## Records for the exercise
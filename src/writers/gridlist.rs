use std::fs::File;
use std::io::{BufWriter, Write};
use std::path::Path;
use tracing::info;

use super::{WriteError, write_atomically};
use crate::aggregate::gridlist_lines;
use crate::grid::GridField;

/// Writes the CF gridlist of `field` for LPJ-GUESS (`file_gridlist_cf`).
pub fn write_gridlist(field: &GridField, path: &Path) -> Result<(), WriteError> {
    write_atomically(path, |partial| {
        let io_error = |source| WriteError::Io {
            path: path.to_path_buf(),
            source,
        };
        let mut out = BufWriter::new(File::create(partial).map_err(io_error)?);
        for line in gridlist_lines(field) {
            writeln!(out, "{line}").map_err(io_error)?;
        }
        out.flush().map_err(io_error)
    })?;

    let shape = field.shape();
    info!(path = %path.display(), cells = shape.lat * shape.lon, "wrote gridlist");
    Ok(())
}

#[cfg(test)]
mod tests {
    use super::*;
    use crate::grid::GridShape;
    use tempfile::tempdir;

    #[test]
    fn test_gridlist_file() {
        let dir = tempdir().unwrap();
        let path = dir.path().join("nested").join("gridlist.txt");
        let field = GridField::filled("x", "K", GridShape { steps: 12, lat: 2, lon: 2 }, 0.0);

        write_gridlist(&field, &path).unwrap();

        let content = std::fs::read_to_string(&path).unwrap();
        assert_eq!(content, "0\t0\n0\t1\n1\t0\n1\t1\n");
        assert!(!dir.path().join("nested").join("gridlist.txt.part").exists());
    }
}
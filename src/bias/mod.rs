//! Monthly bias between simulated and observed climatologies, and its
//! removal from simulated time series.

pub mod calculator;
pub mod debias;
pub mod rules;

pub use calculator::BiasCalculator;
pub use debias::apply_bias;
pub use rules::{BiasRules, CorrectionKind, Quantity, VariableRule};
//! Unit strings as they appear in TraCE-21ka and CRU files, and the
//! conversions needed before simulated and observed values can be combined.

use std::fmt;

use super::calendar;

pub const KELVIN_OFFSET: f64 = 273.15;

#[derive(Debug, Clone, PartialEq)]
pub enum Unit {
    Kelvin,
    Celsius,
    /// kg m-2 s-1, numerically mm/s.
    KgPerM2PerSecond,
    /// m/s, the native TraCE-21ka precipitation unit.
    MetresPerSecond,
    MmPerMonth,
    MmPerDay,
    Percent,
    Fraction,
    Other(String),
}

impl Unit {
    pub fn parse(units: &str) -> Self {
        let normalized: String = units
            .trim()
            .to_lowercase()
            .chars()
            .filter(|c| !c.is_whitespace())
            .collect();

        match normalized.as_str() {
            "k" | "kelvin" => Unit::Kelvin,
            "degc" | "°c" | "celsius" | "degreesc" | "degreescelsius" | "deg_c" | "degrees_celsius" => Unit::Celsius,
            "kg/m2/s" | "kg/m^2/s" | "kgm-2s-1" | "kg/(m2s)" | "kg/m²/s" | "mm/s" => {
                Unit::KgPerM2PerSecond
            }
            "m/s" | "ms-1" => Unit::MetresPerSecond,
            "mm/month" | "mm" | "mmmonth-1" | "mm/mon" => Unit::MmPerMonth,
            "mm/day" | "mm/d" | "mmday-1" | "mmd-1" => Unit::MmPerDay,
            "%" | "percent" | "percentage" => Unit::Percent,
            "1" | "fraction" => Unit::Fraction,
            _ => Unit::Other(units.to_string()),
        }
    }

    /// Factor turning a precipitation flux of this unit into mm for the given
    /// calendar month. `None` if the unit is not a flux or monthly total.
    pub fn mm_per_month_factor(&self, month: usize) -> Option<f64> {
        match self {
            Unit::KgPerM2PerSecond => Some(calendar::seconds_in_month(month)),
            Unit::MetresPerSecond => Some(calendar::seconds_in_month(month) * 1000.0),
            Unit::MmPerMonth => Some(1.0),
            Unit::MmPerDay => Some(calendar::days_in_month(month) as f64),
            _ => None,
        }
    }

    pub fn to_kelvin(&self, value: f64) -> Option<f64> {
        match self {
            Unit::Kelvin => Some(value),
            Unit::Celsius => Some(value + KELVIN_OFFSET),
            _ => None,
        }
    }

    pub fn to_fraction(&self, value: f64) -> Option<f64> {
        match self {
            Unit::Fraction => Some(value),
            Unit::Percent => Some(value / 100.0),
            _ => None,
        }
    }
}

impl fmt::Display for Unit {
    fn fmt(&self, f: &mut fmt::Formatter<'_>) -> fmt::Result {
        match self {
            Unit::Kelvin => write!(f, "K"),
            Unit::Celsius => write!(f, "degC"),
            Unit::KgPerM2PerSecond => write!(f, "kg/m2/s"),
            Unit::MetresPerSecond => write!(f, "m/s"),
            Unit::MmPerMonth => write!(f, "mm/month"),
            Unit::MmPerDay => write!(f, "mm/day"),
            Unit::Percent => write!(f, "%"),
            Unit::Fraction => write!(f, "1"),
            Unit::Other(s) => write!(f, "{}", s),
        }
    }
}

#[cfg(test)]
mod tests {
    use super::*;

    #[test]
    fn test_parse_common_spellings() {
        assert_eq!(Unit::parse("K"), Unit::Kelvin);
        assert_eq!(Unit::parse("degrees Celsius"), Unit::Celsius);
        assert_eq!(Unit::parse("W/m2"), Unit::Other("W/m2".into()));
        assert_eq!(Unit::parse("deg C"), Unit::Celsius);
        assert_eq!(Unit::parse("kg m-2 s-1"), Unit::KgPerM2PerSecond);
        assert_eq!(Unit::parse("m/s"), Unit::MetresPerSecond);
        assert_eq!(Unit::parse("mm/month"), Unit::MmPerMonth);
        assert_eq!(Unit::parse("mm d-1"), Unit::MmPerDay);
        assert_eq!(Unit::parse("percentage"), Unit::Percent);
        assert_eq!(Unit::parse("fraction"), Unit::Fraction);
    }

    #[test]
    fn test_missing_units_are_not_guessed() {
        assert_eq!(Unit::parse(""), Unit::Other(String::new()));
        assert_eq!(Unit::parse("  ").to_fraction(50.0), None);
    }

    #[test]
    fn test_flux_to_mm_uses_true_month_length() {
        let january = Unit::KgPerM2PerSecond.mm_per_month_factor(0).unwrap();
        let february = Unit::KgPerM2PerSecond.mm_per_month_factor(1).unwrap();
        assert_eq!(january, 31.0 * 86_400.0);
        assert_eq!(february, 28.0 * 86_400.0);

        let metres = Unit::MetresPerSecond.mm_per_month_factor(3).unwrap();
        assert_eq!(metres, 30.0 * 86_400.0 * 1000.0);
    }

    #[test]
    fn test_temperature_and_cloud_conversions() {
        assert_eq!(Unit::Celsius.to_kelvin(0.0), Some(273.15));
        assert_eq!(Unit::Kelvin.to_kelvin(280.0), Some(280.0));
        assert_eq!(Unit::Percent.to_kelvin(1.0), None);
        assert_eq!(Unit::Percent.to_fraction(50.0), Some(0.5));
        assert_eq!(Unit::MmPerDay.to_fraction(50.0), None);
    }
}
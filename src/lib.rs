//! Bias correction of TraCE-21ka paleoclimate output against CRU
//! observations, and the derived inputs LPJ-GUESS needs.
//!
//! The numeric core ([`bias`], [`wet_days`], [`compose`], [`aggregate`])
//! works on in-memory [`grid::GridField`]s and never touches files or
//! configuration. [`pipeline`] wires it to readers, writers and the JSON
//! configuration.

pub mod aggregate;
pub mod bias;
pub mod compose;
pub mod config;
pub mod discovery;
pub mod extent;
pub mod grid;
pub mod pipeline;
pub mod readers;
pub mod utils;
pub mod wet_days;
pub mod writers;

## Aim of the exercise
Send back exactly the lines of the listing above starting at the one with "pub use debias::apply_bias;" and ending at the one with "pub const KELVIN_OFFSET: f64 = 273.15;", inclusive, and no others.

## Solution to this problem
pub use debias::apply_bias;
pub use rules::{BiasRules, CorrectionKind, Quantity, VariableRule};
//! Unit strings as they appear in TraCE-21ka and CRU files, and the
//! conversions needed before simulated and observed values can be combined.

use std::fmt;

use super::calendar;

pub const KELVIN_OFFSET: f64 = 273.15;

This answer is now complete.